BodyGen: A Bio-Inspired Framework for Rapid Co-Evolution of Robot Morphology and Control
In a groundbreaking study accepted as a Spotlight paper at ICLR 2025, researchers from Ant Group and Tsinghua University present BodyGen, a novel framework enabling robots to autonomously evolve both their physical forms and control strategies. Inspired by biological evolution, BodyGen combines reinforcement learning (RL) and neural networks to optimize robot morphology and behavior in simulated environments, achieving a 60% performance improvement over state-of-the-art baselines with just 1.43 million parameters.
Why Autonomous Robot Evolution Matters
Traditional robot design relies on human experts to manually iterate on physical structures and control algorithms—a time-consuming process ill-suited for dynamic environments. BodyGen addresses this by mimicking natural selection: robots evolve through trial-and-error interactions, refining both their "bodies" (morphology) and "brains" (control policies) simultaneously.
The BodyGen Framework: Key Innovations
BodyGen introduces three core technologies to tackle morphological and control co-design:
1. TopoPE: Topology-Aware Position Encoding
Like a biological nervous system, TopoPE assigns unique "intelligent labels" to robot limbs.
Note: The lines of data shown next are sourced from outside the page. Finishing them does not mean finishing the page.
//! Utilities Module
//!
//! Common utilities used across the crate.

mod http;
pub mod logging;

pub use http::*;
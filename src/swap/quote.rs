//! Swap Quote Client
//!
//! Fetches SOL -> USDC quotes from the Jupiter v6 aggregator, fixed to a
//! single direct route at 50 bps slippage.
//!
//! Rapid amount edits can leave several quote requests in flight at once.
//! Every request is tagged with a generation counter and a response may
//! only update displayed output if no newer generation has been applied;
//! stale responses are dropped silently.

use serde::{Deserialize, Serialize};
use std::sync::atomic::{AtomicU64, Ordering};

use crate::error::{SolsticeError, SolsticeResult};
use crate::types::{decimal_to_base_units, format_base_units};
use crate::utils;

/// Wrapped SOL mint
pub const INPUT_MINT: &str = "So11111111111111111111111111111111111111112";
/// USDC mint
pub const OUTPUT_MINT: &str = "EPjFWdd5AufqSSqeM2qN1xzybapC8G4wEGGkZwyTDt1v";

/// SOL decimals (lamports)
pub const INPUT_DECIMALS: u8 = 9;
/// USDC decimals
pub const OUTPUT_DECIMALS: u8 = 6;

/// Slippage tolerance in basis points
pub const SLIPPAGE_BPS: u16 = 50;

/// Jupiter v6 quote endpoint
const JUPITER_QUOTE_URL: &str = "https://quote-api.jup.ag/v6/quote";

/// A priced conversion for one input amount.
///
/// Immutable: a newer quote supersedes an older one, never mutates it.
/// `route` is the aggregator's full quote response, passed through to the
/// build step verbatim.
#[derive(Debug, Clone, Serialize, Deserialize)]
pub struct SwapQuote {
    pub input_mint: String,
    pub output_mint: String,
    /// Input amount in base units (lamports)
    pub in_amount: u64,
    /// Quoted output amount in base units
    pub out_amount: u64,
    pub slippage_bps: u16,
    /// Opaque route descriptor from the aggregator
    pub route: serde_json::Value,
    /// Per-session ordering tag
    pub generation: u64,
}

impl SwapQuote {
    /// Output amount rendered at the output asset's full precision
    pub fn out_amount_display(&self) -> String {
        format_base_units(self.out_amount, OUTPUT_DECIMALS)
    }
}

/// Jupiter quote client with per-session response ordering
#[derive(Debug, Default)]
pub struct QuoteClient {
    next_generation: AtomicU64,
    highest_applied: AtomicU64,
}

impl QuoteClient {
    pub fn new() -> Self {
        Self {
            next_generation: AtomicU64::new(0),
            highest_applied: AtomicU64::new(0),
        }
    }

    /// Fetch a quote for a human decimal SOL amount.
    ///
    /// Fails with `InvalidInput` before any request leaves the process if
    /// the amount is not a positive finite number, and `QuoteUnavailable`
    /// when the aggregator responds without a usable output amount.
    pub fn quote(&self, amount: &str) -> SolsticeResult<SwapQuote> {
        let lamports = decimal_to_base_units(amount, INPUT_DECIMALS)?;
        let generation = self.next_generation();

        let url = format!(
            "{}?inputMint={}&outputMint={}&amount={}&slippageBps={}&onlyDirectRoutes=true&asLegacyTransaction=true",
            JUPITER_QUOTE_URL, INPUT_MINT, OUTPUT_MINT, lamports, SLIPPAGE_BPS,
        );

        let response = utils::get(&url)?;
        let status = response.status();
        if !status.is_success() {
            return Err(SolsticeError::quote_unavailable(format!(
                "Quote API error: {}",
                status
            )));
        }

        let body: serde_json::Value = response
            .json()
            .map_err(|e| SolsticeError::parse_error(format!("Failed to parse quote: {}", e)))?;

        parse_quote_response(body, generation)
    }

    /// Allocate the next request generation (strictly increasing)
    pub fn next_generation(&self) -> u64 {
        self.next_generation.fetch_add(1, Ordering::SeqCst) + 1
    }

    /// Try to apply a quote to displayed output.
    ///
    /// Returns the display string when this quote is the freshest seen so
    /// far, or `None` when a newer generation was already applied — the
    /// stale result must be discarded, not rendered.
    pub fn apply(&self, quote: &SwapQuote) -> Option<String> {
        let previous = self
            .highest_applied
            .fetch_max(quote.generation, Ordering::SeqCst);
        if quote.generation >= previous {
            Some(quote.out_amount_display())
        } else {
            None
        }
    }

    /// Highest generation applied so far
    pub fn highest_applied(&self) -> u64 {
        self.highest_applied.load(Ordering::SeqCst)
    }
}

/// Parse the aggregator's quote body into a `SwapQuote`.
///
/// Jupiter encodes amounts as decimal strings; tolerate plain numbers too.
pub fn parse_quote_response(body: serde_json::Value, generation: u64) -> SolsticeResult<SwapQuote> {
    let out_amount = read_amount(&body["outAmount"]).ok_or_else(|| {
        SolsticeError::quote_unavailable("Quote response did not contain outAmount")
    })?;
    let in_amount = read_amount(&body["inAmount"]).unwrap_or(0);

    Ok(SwapQuote {
        input_mint: INPUT_MINT.to_string(),
        output_mint: OUTPUT_MINT.to_string(),
        in_amount,
        out_amount,
        slippage_bps: SLIPPAGE_BPS,
        route: body,
        generation,
    })
}

fn read_amount(value: &serde_json::Value) -> Option<u64> {
    match value {
        serde_json::Value::String(s) => s.parse().ok(),
        serde_json::Value::Number(n) => n.as_u64(),
        _ => None,
    }
}
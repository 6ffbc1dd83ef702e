//! Black-box scenario: recursive factorial via a user-defined method on
//! `Number`, driven entirely through the public `run_and_capture` entry
//! point rather than any internal lexer/parser/eval API.

#[test]
fn fact_of_five_is_120() -> anyhow::Result<()> {
    let source = concat!(
        "Number fact =\n",
        "    self value < 2 ifTrue\n",
        "        return self\n",
        "    return (self value - 1) fact value * self value\n",
        "5 fact print\n",
    );

    let output = mylang::run_and_capture(source)?;
    assert_eq!(output, "120\n");
    Ok(())
}
use crate::diagnostics::Position;

/// The payload of a `NUMBER` token: integers and decimals stay distinct
/// tokens so the evaluator can preserve integer-vs-float semantics (spec
/// §4.5 — "Integer vs. floating-point is preserved").
#[derive(Debug, Clone, Copy, PartialEq)]
pub enum NumberLit {
    Int(i64),
    Float(f64),
}

/// A single lexed token kind.
#[derive(Debug, Clone, PartialEq)]
pub enum TokenKind {
    Ident(String),
    Number(NumberLit),
    Str(String),

    // keyword tokens (spec §3)
    True,
    False,
    Return,
    Break,
    Continue,
    IfTrue,
    IfFalse,
    WhileTrue,
    Clone,

    // punctuation
    Assign,
    LParen,
    RParen,

    /// Arithmetic/comparison operator selectors (`+ - * / % < <= == >= >`).
    /// Spec §3 only lists `=`, `(`, `)` as punctuation, but §4.2 requires
    /// these symbols to be dispatchable as message selectors; they need a
    /// token kind of their own so the parser can recognize them the same
    /// way it recognizes an `IDENT` selector.
    Op(String),

    // structural
    Newline,
    Indent,
    Dedent,
    Eof,
}

/// A single lexed token, carrying the `(line, column)` it started at.
#[derive(Debug, Clone, PartialEq)]
pub struct Token {
    pub kind: TokenKind,
    pub position: Position,
}

impl Token {
    pub fn new(kind: TokenKind, position: Position) -> Self {
        Self { kind, position }
    }

    /// The selector text if this token can stand as a message selector: an
    /// identifier, an operator, or one of the selector-shaped keywords
    /// (`clone`, `ifTrue`, `ifFalse`, `whileTrue`). `true`/`false` are
    /// literals and `return`/`break`/`continue` are statement-leading
    /// keywords; neither can appear as a selector.
    pub fn selector_text(&self) -> Option<&str> {
        match &self.kind {
            TokenKind::Ident(name) => Some(name.as_str()),
            TokenKind::Op(symbol) => Some(symbol.as_str()),
            TokenKind::Clone => Some("clone"),
            TokenKind::IfTrue => Some("ifTrue"),
            TokenKind::IfFalse => Some("ifFalse"),
            TokenKind::WhileTrue => Some("whileTrue"),
            _ => None,
        }
    }
}
use std::cell::RefCell;
use std::collections::HashMap;
use std::rc::Rc;

use crate::object::Value;

/// The root environment (spec §4.4 "The root environment carries the
/// built-in prototype bindings"). Shared by every activation frame via a
/// single `Rc`, since the interpreter owns exactly one of these for its
/// whole lifetime (spec §9 "Global state").
#[derive(Clone, Default)]
pub struct Globals(Rc<RefCell<HashMap<String, Value>>>);

impl Globals {
    pub fn new() -> Self {
        Self(Rc::new(RefCell::new(HashMap::new())))
    }

    pub fn get(&self, name: &str) -> Option<Value> {
        self.0.borrow().get(name).cloned()
    }

    pub fn set(&self, name: impl Into<String>, value: Value) {
        self.0.borrow_mut().insert(name.into(), value);
    }
}

/// An evaluation environment (spec §4.4 "Environment frames"). There is no
/// call stack of locals: a method activation sees only its own
/// parameters/locally-introduced names plus the shared root bindings,
/// never a caller's locals. Blocks passed to `ifTrue`/`ifFalse`/
/// `whileTrue` execute directly inside the environment of their enclosing
/// statement sequence — they are not activations of their own, which is
/// what lets `return` inside a block escape to the method (spec §4.4
/// "Control-flow unwinds").
pub enum Env {
    /// The top-level program runs directly against the root environment;
    /// `name = value` at this level is itself a root binding.
    TopLevel(Globals),
    /// A method activation: `self`, parameter/local bindings, and a
    /// fallback to the shared root environment for anything not found
    /// locally.
    Activation {
        globals: Globals,
        locals: HashMap<String, Value>,
        self_value: Value,
    },
}

impl Env {
    pub fn top_level(globals: Globals) -> Self {
        Env::TopLevel(globals)
    }

    pub fn activation(globals: Globals, self_value: Value, locals: HashMap<String, Value>) -> Self {
        Env::Activation {
            globals,
            locals,
            self_value,
        }
    }

    pub fn globals(&self) -> &Globals {
        match self {
            Env::TopLevel(globals) => globals,
            Env::Activation { globals, .. } => globals,
        }
    }

    pub fn self_value(&self) -> Option<Value> {
        match self {
            Env::TopLevel(_) => None,
            Env::Activation { self_value, .. } => Some(self_value.clone()),
        }
    }

    /// Resolves a bare identifier: `self`, then the current frame's own
    /// bindings, then the root environment.
    pub fn get(&self, name: &str) -> Option<Value> {
        match self {
            Env::TopLevel(globals) => globals.get(name),
            Env::Activation {
                globals,
                locals,
                self_value,
            } => {
                if name == "self" {
                    return Some(self_value.clone());
                }
                locals.get(name).cloned().or_else(|| globals.get(name))
            }
        }
    }

    /// Binds or rebinds `name` in the current frame (spec §3 `LValue`
    /// "Identifier" case): at top level this is a root binding; inside a
    /// method activation it is always local, even if a root binding of
    /// the same name exists.
    pub fn assign(&mut self, name: impl Into<String>, value: Value) {
        match self {
            Env::TopLevel(globals) => globals.set(name, value),
            Env::Activation { locals, .. } => {
                locals.insert(name.into(), value);
            }
        }
    }
}
//! Black-box scenario: FizzBuzz from 1 to 15, dispatched through a
//! user-defined `fizzbuzz` method installed on `Number`.

#[test]
fn fizzbuzz_one_to_fifteen() -> anyhow::Result<()> {
    let source = concat!(
        "Number fizzbuzz =\n",
        "    self value % 15 == 0 ifTrue\n",
        "        \"FizzBuzz\" print\n",
        "        return self\n",
        "    self value % 3 == 0 ifTrue\n",
        "        \"Fizz\" print\n",
        "        return self\n",
        "    self value % 5 == 0 ifTrue\n",
        "        \"Buzz\" print\n",
        "        return self\n",
        "    self print\n",
        "    return self\n",
        "i = 1\n",
        "i value <= 15 whileTrue\n",
        "    i fizzbuzz\n",
        "    i value = i value + 1\n",
    );

    let expected = "1\n2\nFizz\n4\nBuzz\nFizz\n7\n8\nFizz\nBuzz\n11\nFizz\n13\n14\nFizzBuzz\n";

    let output = mylang::run_and_capture(source)?;
    assert_eq!(output, expected);
    Ok(())
}
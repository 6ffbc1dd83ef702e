//! # Cli
//!
//! This module contains everything needed for parsing the CLI arguments for MyLang.

use clap::{Parser, ValueEnum};

/// Struct containing the CLI configuration for MyLang.
#[derive(Parser, Debug)]
#[command(author, version, about)]
pub struct Cli {
    /// The path to the MyLang source file to run.
    #[arg(index = 1)]
    pub file: std::path::PathBuf,

    /// Whether to dump the token stream (for debugging).
    #[arg(long)]
    pub dump_tokens: bool,

    /// Whether to dump the parsed AST (for debugging).
    #[arg(long)]
    pub dump_ast: bool,

    /// Specify the log level of the interpreter.
    #[arg(value_enum, short, long, default_value_t = LogLevel::default())]
    pub verbosity: LogLevel,
}

impl Cli {
    pub fn init() -> Self {
        Cli::parse()
    }
}

/// Enum for specifying the log level of MyLang.
#[derive(ValueEnum, Clone, Default, Debug)]
pub enum LogLevel {
    /// The default log level. Only critical errors will be logged.
    #[default]
    #[value(alias("0"))]
    Error,

    /// A log level, where also warnings are logged.
    #[value(alias("1"))]
    Warn,

    /// Also log information about the general state of the interpreter, e.g.,
    /// which file is being run.
    #[value(alias("2"))]
    Info,

    /// Log everything which happens internally in the interpreter.
    #[value(alias("3"))]
    Debug,

    /// Log extra information, including token- and statement-level tracing.
    #[value(alias("4"))]
    Trace,
}

impl From<&LogLevel> for log::Level {
    fn from(value: &LogLevel) -> Self {
        match value {
            LogLevel::Error => log::Level::Error,
            LogLevel::Warn => log::Level::Warn,
            LogLevel::Info => log::Level::Info,
            LogLevel::Debug => log::Level::Debug,
            LogLevel::Trace => log::Level::Trace,
        }
    }
}
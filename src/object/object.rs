use std::cell::RefCell;
use std::fmt;
use std::rc::Rc;

use indexmap::IndexMap;

use super::{Method, Slot, Value};

#[derive(Default)]
struct ObjectData {
    proto: Option<Object>,
    slots: IndexMap<String, Slot>,
    name: Option<String>,
}

/// A heap entity: `proto` plus an ordered slot map (spec §3 "Runtime
/// values" / Object). `Object` itself is a single `Rc<RefCell<..>>`
/// handle, so a Rust-level `.clone()` is a cheap pointer bump shared by
/// every binding to the same object; the language-level `clone` message
/// is `spawn_clone`, which allocates a genuinely fresh, empty-slot
/// `ObjectData` (spec §4.3 "Cloning").
#[derive(Clone)]
pub struct Object(Rc<RefCell<ObjectData>>);

impl Object {
    pub fn new(proto: Option<Object>) -> Self {
        Self(Rc::new(RefCell::new(ObjectData {
            proto,
            slots: IndexMap::new(),
            name: None,
        })))
    }

    /// A root prototype with a stable display name, used only for the five
    /// built-in bindings installed at bootstrap (spec §3 "Built-in
    /// roots").
    pub fn named_root(name: impl Into<String>, proto: Option<Object>) -> Self {
        let obj = Self::new(proto);
        obj.0.borrow_mut().name = Some(name.into());
        obj
    }

    /// `clone`: an empty-slot object whose proto is `self`. No
    /// copy-on-write; prior slots remain visible only via the prototype
    /// chain (spec §4.3).
    pub fn spawn_clone(&self) -> Self {
        Self::new(Some(self.clone()))
    }

    pub fn proto(&self) -> Option<Object> {
        self.0.borrow().proto.clone()
    }

    /// Walks `proto` links, returning the first slot hit (spec §4.3
    /// `get_slot`).
    pub fn get_slot(&self, name: &str) -> Option<Slot> {
        if let Some(slot) = self.0.borrow().slots.get(name) {
            return Some(slot.clone());
        }
        self.proto().and_then(|p| p.get_slot(name))
    }

    /// Slot lookup restricted to `self`, bypassing the prototype chain.
    /// The evaluator uses this to distinguish an own-slot field read from
    /// a method hit further up the chain (spec §4.4 step 4 vs. step 5).
    pub fn own_slot(&self, name: &str) -> Option<Slot> {
        self.0.borrow().slots.get(name).cloned()
    }

    /// Always writes to `self`, never to a prototype (spec §4.3
    /// `set_slot`).
    pub fn set_slot(&self, name: impl Into<String>, value: Value) {
        self.0.borrow_mut().slots.insert(name.into(), Slot::Value(value));
    }

    pub fn set_method_slot(&self, name: impl Into<String>, method: Method) {
        self.0.borrow_mut().slots.insert(name.into(), Slot::Method(method));
    }

    /// A shallow, human-readable prototype chain for `DoesNotUnderstand`
    /// diagnostics (spec §6 "shallow prototype-chain description").
    /// Anonymous (non-root) objects report as `<object>`.
    pub fn proto_chain_names(&self) -> Vec<String> {
        let mut names = Vec::new();
        let mut current = Some(self.clone());
        while let Some(obj) = current {
            let data = obj.0.borrow();
            names.push(data.name.clone().unwrap_or_else(|| "<object>".to_string()));
            current = data.proto.clone();
        }
        names
    }
}

impl PartialEq for Object {
    fn eq(&self, other: &Self) -> bool {
        Rc::ptr_eq(&self.0, &other.0)
    }
}

impl fmt::Debug for Object {
    fn fmt(&self, f: &mut fmt::Formatter<'_>) -> fmt::Result {
        let data = self.0.borrow();
        f.debug_struct("Object")
            .field("ptr", &Rc::as_ptr(&self.0))
            .field("name", &data.name)
            .field("slots", &data.slots.keys().collect::<Vec<_>>())
            .finish()
    }
}
#[cfg(test)]
mod tests {
    use super::*;
    use crate::lexer::lex;

    fn parse_source(source: &str) -> Program {
        parse(lex(source).expect("lex failed")).expect("parse failed")
    }

    #[test]
    fn test_parse_variable_assignment() {
        let program = parse_source("x = 5\n");
        assert_eq!(program.stmts.len(), 1);
        match &program.stmts[0] {
            Stmt::Assignment(Assignment { target, value, .. }) => {
                assert_eq!(*target, LValue::Identifier("x".into()));
                assert_eq!(*value, Expr::Literal(Literal::Number(crate::lexer::NumberLit::Int(5)), (1, 5)));
            }
            other => panic!("expected assignment, found {other:?}"),
        }
    }

    #[test]
    fn test_parse_slot_path_assignment() {
        let program = parse_source("i value = i value + 1\n");
        match &program.stmts[0] {
            Stmt::Assignment(Assignment { target, .. }) => match target {
                LValue::SlotPath { receiver, slot } => {
                    assert_eq!(*receiver, Expr::Identifier("i".into(), (1, 1)));
                    assert_eq!(slot, "value");
                }
                other => panic!("expected slot path, found {other:?}"),
            },
            other => panic!("expected assignment, found {other:?}"),
        }
    }

    #[test]
    fn test_parse_zero_arity_method_def() {
        let program = parse_source("Number fact =\n    return self\n");
        match &program.stmts[0] {
            Stmt::MethodDef(MethodDef { receiver, name, params, body, .. }) => {
                assert_eq!(*receiver, Expr::Identifier("Number".into(), (1, 1)));
                assert_eq!(name, "fact");
                assert!(params.is_empty());
                assert_eq!(body.stmts.len(), 1);
            }
            other => panic!("expected method def, found {other:?}"),
        }
    }

    #[test]
    fn test_parse_single_param_operator_method_def() {
        let program = parse_source("Number < other = return self\n");
        match &program.stmts[0] {
            Stmt::MethodDef(MethodDef { receiver, name, params, .. }) => {
                assert_eq!(*receiver, Expr::Identifier("Number".into(), (1, 1)));
                assert_eq!(name, "<");
                assert_eq!(params, &vec!["other".to_string()]);
            }
            other => panic!("expected method def, found {other:?}"),
        }
    }

    #[test]
    fn test_parse_message_chain_arity_forward_fallback() {
        // `fact` is unresolved at this point, so it parses with 0 args.
        let program = parse_source("5 fact\n");
        match &program.stmts[0] {
            Stmt::Expression(Expr::Message(Message { selector, args, .. })) => {
                assert_eq!(selector, "fact");
                assert!(args.is_empty());
            }
            other => panic!("expected expression statement, found {other:?}"),
        }
    }

    #[test]
    fn test_parse_known_arity_operator_consumes_one_arg() {
        let program = parse_source("Number < other = return self\n5 < 6\n");
        match &program.stmts[1] {
            Stmt::Expression(Expr::Message(Message { selector, args, .. })) => {
                assert_eq!(selector, "<");
                assert_eq!(args.len(), 1);
            }
            other => panic!("expected expression statement, found {other:?}"),
        }
    }

    #[test]
    fn test_parse_if_true_if_false_pairing() {
        let source = "true ifTrue\n    1 print\nifFalse\n    2 print\n";
        let program = parse_source(source);
        match &program.stmts[0] {
            Stmt::Expression(Expr::Message(Message { selector, block, else_block, .. })) => {
                assert_eq!(selector, "ifTrue");
                assert!(block.is_some());
                assert!(else_block.is_some());
            }
            other => panic!("expected expression statement, found {other:?}"),
        }
    }

    #[test]
    fn test_parse_standalone_if_false() {
        let program = parse_source("false ifFalse\n    1 print\n");
        match &program.stmts[0] {
            Stmt::Expression(Expr::Message(Message { selector, block, else_block, .. })) => {
                assert_eq!(selector, "ifFalse");
                assert!(block.is_some());
                assert!(else_block.is_none());
            }
            other => panic!("expected expression statement, found {other:?}"),
        }
    }

    #[test]
    fn test_parse_paren_regroups() {
        let program = parse_source("(1 + 2) print\n");
        match &program.stmts[0] {
            Stmt::Expression(Expr::Message(Message { receiver, selector, .. })) => {
                assert_eq!(selector, "print");
                assert!(matches!(**receiver, Expr::Paren(_)));
            }
            other => panic!("expected expression statement, found {other:?}"),
        }
    }

    #[test]
    fn test_parse_return_break_continue_statements() {
        let program = parse_source("Number f =\n    return 1\n");
        let body = match &program.stmts[0] {
            Stmt::MethodDef(m) => &m.body,
            other => panic!("expected method def, found {other:?}"),
        };
        assert!(matches!(body.stmts[0], Stmt::Return(_, _)));

        let program = parse_source("break\ncontinue\n");
        assert!(matches!(program.stmts[0], Stmt::Break(_)));
        assert!(matches!(program.stmts[1], Stmt::Continue(_)));
    }

    #[test]
    fn test_parse_malformed_method_def_params_rejected() {
        let err = parse(lex("Number foo 1 =\n    return self\n").unwrap());
        assert!(err.is_err());
    }
}
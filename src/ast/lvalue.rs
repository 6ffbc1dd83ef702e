use super::Expr;

/// The target of an assignment statement (spec §3, "`LValue` is either a
/// bare identifier ... or a *slot path*").
#[derive(Debug, Clone, PartialEq)]
pub enum LValue {
    /// `name = value` — binds or rebinds a variable in the current frame.
    Identifier(String),
    /// `receiver slot = value` — writes the named slot on the value of
    /// `receiver`, never touching `receiver`'s prototype.
    SlotPath { receiver: Expr, slot: String },
}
By encoding the topological relationship between body parts (e.g., "this joint is connected to the left leg"), TopoPE ensures the AI understands structural changes during evolution, enabling knowledge transfer across different robot shapes.
2. MoSAT: Modular Self-Attention Transformer
Acting as a centralized "brain," MoSAT processes sensory data from all robot joints through a Transformer architecture:
- Encoding: Joint positions and velocities are tagged with topological information.
- Processing: A self-attention mechanism integrates information across all body parts.
- Decoding: Action commands are generated for each joint.
3. Temporal Credit Assignment with Hierarchical GAE
BodyGen uses a modified Proximal Policy Optimization (PPO) algorithm to balance rewards for morphological decisions (e.g., adding a limb) and control actions (e.g., moving joints). A hierarchical Generalized Advantage Estimation (GAE) ensures delayed rewards from morphological changes are properly credited, preventing short-sighted design choices.
Performance and Validation
In simulations across 10 diverse environments (e.g., terrain traversal, swimming), BodyGen outperformed baselines like Transform2Act and NGE by 60.03% in adaptive efficiency. Key findings include:
- Lightweight Design: 1.43M parameters enable CPU-only inference on consumer hardware.
- Scalability: Robots evolved from simple linear structures to complex quadrupedal forms within 500 training iterations.
- Ablation Studies: TopoPE reduced morphological misalignment errors by 42%, while MoSAT improved control stability by 35%.
Applications and Future Directions
BodyGen opens new possibilities for:
- Adaptive Robotics: Rapid prototyping of disaster-response robots optimized for rubble navigation.
- Bionics: Simulating biological locomotion to design energy-efficient underwater drones.
- Metaverse Avatars: Generating physics-based animations for virtual characters.
The team plans to extend BodyGen to real-world robotics through physics-to-reality transfer learning, aiming to create self-optimizing robots capable of lifelong adaptation.